DATA |

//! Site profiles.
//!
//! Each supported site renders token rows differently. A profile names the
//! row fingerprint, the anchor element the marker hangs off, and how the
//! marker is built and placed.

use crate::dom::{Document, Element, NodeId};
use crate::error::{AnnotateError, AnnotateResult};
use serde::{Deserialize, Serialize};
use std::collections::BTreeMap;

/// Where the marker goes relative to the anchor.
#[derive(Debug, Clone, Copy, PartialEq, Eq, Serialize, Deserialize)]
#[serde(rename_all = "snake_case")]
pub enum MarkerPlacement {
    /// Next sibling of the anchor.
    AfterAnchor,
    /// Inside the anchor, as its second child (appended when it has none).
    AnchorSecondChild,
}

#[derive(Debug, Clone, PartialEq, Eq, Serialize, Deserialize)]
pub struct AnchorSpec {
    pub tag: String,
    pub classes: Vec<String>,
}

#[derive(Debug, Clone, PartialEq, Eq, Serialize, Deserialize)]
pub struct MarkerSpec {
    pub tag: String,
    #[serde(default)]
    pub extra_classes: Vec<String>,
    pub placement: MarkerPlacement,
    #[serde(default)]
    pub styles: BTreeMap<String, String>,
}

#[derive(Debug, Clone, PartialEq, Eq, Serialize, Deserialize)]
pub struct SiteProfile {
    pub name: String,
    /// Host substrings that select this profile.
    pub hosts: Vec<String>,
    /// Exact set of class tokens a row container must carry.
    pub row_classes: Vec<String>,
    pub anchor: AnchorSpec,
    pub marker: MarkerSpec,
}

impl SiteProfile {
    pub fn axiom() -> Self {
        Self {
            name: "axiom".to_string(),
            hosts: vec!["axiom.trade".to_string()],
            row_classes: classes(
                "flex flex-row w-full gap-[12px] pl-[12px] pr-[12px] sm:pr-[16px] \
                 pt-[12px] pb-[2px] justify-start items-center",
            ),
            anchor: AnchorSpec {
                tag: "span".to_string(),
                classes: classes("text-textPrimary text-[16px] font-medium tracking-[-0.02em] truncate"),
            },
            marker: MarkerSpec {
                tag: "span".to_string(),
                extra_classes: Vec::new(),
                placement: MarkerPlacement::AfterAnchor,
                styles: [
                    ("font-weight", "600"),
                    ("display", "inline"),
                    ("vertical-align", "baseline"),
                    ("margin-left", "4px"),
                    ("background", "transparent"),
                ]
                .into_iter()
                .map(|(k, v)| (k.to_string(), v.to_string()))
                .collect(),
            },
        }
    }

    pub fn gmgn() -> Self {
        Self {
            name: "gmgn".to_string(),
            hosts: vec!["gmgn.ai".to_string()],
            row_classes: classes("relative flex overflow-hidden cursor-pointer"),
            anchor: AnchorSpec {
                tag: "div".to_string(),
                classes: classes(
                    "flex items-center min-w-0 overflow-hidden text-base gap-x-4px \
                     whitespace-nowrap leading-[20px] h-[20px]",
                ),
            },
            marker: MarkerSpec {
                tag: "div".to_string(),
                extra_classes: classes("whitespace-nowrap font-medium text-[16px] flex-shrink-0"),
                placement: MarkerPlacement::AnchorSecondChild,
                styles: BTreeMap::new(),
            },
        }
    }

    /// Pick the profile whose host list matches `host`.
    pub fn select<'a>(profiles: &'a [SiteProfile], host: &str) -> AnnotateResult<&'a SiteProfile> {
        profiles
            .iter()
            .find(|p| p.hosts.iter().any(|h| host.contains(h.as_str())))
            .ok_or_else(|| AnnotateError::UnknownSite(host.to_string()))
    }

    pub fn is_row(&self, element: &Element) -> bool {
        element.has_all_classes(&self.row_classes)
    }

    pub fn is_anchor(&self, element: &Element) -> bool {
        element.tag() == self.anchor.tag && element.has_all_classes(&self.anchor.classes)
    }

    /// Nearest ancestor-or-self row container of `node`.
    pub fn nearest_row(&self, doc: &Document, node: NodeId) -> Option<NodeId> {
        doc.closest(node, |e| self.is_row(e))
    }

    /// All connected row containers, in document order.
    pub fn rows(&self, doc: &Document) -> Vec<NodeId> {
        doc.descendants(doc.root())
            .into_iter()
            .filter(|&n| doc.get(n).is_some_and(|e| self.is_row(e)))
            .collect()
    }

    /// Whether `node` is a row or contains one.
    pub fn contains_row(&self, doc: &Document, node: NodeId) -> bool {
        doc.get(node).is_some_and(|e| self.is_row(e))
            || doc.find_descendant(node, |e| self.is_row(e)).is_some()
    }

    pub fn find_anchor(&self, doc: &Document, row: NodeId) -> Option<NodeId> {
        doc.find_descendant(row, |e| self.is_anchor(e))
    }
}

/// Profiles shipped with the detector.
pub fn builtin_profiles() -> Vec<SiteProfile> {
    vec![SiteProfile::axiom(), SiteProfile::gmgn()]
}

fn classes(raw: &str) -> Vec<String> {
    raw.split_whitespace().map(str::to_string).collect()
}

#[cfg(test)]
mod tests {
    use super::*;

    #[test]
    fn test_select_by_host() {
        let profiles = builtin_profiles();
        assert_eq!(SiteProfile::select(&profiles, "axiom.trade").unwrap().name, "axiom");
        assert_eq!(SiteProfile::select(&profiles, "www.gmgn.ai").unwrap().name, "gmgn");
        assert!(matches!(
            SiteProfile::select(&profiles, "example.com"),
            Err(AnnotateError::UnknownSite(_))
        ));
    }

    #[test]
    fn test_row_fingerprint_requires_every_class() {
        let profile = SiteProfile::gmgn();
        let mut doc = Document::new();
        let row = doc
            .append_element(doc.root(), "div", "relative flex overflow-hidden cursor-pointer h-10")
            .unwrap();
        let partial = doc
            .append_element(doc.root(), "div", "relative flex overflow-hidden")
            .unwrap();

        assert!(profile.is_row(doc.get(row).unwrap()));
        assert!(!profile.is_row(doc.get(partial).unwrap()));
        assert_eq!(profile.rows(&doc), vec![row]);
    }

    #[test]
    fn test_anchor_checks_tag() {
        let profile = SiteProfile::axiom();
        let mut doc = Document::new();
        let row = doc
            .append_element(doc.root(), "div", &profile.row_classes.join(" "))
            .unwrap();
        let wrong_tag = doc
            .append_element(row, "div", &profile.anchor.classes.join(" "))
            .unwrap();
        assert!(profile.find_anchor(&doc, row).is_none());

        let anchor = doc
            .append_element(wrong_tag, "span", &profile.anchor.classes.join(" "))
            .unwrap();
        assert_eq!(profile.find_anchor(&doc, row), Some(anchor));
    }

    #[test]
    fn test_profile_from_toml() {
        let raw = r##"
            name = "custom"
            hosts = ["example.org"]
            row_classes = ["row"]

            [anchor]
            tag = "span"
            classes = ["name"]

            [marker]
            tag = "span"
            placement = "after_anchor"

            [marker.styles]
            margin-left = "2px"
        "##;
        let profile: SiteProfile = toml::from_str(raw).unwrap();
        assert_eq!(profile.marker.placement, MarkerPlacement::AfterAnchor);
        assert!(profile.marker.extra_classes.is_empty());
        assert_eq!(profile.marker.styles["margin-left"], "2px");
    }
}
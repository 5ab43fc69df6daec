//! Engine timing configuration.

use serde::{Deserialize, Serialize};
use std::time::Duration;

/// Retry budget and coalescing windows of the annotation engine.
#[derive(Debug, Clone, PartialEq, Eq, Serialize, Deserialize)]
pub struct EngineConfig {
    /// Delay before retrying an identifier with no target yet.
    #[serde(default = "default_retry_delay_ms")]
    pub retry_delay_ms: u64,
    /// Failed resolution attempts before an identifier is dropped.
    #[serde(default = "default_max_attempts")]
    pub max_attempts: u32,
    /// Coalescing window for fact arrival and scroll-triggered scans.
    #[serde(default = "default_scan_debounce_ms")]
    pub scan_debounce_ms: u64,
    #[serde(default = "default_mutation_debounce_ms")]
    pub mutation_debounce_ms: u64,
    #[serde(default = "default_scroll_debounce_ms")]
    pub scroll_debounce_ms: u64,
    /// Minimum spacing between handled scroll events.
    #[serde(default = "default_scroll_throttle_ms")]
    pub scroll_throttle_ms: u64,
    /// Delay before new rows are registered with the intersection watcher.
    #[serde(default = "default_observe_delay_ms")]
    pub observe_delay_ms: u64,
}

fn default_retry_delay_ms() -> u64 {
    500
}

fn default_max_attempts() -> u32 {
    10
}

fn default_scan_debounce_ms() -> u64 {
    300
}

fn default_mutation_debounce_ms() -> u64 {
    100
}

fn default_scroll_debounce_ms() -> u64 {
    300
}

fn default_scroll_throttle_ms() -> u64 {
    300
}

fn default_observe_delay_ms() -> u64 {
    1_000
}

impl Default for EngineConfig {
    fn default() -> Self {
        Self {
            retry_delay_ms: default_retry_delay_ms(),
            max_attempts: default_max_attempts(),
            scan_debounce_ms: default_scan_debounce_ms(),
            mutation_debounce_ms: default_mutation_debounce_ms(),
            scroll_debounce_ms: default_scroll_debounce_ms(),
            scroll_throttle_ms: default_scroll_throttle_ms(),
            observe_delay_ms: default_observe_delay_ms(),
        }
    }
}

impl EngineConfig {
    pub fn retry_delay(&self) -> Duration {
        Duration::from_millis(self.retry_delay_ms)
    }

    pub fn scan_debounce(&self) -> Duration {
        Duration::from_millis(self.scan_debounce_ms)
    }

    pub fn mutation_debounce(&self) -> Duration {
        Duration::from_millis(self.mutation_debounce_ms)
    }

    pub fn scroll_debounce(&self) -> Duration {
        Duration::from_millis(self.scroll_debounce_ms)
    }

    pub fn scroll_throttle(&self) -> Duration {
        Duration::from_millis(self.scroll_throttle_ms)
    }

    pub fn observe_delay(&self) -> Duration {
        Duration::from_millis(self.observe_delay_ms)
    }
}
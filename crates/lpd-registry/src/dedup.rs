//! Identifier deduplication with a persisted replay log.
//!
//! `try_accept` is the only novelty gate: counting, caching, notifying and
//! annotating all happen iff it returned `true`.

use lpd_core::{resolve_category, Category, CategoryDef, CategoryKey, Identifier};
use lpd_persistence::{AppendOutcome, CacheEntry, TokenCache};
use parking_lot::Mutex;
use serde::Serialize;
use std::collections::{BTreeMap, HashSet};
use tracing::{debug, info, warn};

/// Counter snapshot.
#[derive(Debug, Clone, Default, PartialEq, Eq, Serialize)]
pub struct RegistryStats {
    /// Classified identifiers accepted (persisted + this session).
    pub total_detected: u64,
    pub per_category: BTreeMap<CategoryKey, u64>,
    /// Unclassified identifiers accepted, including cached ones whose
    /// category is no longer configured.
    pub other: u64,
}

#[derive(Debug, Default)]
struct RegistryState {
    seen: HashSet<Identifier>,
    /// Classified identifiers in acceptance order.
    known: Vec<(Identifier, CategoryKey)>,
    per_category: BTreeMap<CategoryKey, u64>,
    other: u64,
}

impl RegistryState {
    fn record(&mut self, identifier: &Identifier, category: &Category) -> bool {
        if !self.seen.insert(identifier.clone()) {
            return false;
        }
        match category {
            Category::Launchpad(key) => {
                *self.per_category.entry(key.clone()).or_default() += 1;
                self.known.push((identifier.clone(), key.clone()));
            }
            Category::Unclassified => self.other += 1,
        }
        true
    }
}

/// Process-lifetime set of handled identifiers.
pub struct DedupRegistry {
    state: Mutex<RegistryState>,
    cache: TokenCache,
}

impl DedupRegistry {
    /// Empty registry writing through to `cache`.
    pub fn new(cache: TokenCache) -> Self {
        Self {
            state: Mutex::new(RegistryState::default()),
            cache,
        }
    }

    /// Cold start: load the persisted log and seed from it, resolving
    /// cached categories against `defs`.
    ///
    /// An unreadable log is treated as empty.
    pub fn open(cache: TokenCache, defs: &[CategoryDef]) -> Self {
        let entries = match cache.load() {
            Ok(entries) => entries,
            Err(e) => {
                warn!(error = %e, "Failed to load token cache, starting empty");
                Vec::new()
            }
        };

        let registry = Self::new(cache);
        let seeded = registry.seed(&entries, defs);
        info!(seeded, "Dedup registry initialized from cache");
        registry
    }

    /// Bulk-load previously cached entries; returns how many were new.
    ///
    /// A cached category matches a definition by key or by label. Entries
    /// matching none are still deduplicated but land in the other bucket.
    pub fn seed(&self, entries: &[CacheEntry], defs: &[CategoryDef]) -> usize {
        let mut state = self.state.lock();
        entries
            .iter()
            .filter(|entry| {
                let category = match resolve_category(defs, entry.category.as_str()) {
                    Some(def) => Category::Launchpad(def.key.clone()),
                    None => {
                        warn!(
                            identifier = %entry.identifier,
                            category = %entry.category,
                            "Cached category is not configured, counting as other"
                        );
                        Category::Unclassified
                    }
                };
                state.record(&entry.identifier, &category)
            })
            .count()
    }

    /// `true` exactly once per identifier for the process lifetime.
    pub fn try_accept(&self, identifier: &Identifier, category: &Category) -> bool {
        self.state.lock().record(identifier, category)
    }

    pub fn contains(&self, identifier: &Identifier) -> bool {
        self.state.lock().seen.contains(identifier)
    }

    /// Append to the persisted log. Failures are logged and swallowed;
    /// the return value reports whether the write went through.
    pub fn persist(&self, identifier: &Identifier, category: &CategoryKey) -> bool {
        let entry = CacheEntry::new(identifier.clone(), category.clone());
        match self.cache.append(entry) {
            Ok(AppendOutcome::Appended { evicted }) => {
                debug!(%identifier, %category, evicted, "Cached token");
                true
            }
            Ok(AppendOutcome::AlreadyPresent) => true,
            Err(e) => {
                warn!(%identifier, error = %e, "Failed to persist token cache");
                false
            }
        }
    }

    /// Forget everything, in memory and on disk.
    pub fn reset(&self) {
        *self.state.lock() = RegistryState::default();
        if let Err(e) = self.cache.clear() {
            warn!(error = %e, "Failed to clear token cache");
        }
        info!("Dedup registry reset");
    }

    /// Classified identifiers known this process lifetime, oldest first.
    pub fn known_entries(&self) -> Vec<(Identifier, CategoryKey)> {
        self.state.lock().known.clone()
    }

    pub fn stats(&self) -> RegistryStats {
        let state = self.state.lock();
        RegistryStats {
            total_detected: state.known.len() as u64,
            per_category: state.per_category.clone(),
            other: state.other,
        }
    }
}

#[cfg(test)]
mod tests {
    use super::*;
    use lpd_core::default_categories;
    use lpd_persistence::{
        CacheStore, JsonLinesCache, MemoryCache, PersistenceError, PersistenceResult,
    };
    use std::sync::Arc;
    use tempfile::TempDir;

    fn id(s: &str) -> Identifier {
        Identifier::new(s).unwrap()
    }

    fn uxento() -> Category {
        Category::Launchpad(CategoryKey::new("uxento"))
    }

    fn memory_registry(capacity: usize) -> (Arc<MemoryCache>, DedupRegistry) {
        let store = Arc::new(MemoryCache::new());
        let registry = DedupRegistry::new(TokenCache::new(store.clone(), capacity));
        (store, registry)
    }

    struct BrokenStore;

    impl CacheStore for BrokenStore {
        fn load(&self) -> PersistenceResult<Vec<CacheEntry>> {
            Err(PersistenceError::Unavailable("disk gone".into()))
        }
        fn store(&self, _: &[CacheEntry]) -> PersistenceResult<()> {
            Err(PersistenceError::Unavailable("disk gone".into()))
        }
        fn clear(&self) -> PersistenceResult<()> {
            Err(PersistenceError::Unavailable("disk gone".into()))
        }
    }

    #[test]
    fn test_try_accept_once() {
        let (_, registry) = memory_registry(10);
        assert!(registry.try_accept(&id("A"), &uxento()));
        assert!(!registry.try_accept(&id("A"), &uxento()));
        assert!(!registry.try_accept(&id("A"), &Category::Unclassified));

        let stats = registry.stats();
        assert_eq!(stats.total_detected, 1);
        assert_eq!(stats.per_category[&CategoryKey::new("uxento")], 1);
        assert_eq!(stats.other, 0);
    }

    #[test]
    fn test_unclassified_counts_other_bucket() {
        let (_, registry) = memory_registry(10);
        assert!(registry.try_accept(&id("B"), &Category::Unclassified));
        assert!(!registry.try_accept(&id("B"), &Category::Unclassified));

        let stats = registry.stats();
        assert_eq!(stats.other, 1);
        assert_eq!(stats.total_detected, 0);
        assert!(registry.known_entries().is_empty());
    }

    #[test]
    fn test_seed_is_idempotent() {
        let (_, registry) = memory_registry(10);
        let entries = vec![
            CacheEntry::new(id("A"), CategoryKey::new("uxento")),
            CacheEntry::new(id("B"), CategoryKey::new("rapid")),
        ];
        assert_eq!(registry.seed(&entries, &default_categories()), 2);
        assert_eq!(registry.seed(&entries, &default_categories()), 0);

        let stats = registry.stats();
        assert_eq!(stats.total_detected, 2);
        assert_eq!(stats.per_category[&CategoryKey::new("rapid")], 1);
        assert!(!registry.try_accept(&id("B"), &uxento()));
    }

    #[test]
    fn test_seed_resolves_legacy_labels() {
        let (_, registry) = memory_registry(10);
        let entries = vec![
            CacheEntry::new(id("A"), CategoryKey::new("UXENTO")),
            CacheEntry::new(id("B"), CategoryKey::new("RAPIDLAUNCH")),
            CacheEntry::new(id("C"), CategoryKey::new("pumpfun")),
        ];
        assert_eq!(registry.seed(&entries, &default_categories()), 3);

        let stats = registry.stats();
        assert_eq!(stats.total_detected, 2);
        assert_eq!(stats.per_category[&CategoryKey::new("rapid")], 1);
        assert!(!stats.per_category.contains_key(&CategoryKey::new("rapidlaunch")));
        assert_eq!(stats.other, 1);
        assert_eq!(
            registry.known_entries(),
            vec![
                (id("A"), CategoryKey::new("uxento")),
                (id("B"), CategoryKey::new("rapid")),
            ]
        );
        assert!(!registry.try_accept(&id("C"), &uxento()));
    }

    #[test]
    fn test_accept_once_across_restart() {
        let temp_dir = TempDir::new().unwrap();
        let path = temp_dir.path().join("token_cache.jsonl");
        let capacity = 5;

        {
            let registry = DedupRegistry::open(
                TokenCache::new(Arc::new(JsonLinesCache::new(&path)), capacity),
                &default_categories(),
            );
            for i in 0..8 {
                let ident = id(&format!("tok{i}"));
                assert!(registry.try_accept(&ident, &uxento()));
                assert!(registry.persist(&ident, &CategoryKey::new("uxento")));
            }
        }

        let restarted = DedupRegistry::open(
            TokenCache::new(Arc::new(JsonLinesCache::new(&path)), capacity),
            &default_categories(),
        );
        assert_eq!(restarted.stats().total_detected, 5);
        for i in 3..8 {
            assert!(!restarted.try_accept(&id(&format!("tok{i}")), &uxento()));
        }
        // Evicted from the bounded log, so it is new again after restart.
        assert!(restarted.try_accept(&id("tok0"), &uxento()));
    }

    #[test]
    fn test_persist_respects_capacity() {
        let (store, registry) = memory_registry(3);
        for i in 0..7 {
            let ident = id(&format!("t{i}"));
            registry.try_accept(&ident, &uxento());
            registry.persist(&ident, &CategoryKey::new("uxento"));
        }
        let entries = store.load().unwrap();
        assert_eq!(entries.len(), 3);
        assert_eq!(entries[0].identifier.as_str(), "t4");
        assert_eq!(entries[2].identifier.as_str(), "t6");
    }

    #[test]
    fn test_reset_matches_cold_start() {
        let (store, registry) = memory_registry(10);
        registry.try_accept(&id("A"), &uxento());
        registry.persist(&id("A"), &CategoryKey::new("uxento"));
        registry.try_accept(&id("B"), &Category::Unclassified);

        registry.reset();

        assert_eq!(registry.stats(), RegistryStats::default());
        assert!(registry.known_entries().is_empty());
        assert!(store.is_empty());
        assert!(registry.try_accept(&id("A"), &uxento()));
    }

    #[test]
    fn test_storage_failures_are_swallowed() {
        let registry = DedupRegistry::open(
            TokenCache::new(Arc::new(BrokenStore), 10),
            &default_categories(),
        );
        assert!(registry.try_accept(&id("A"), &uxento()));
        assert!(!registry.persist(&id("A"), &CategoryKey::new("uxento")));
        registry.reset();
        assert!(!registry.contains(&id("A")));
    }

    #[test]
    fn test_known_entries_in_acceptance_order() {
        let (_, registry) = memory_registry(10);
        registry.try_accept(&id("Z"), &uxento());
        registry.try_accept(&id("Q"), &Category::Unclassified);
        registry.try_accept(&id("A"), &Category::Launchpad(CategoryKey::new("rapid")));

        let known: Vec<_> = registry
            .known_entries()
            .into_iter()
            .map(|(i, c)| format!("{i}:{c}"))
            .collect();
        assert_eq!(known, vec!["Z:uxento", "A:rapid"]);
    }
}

DIRECTIONS FOR THIS TASK | Whenever a line above contains "struct", copy that line.

ANSWER TO THE EXERCISE |
pub struct AnchorSpec {
pub struct MarkerSpec {
pub struct SiteProfile {
pub struct EngineConfig {
pub struct RegistryStats {
struct RegistryState {
pub struct DedupRegistry {
    struct BrokenStore;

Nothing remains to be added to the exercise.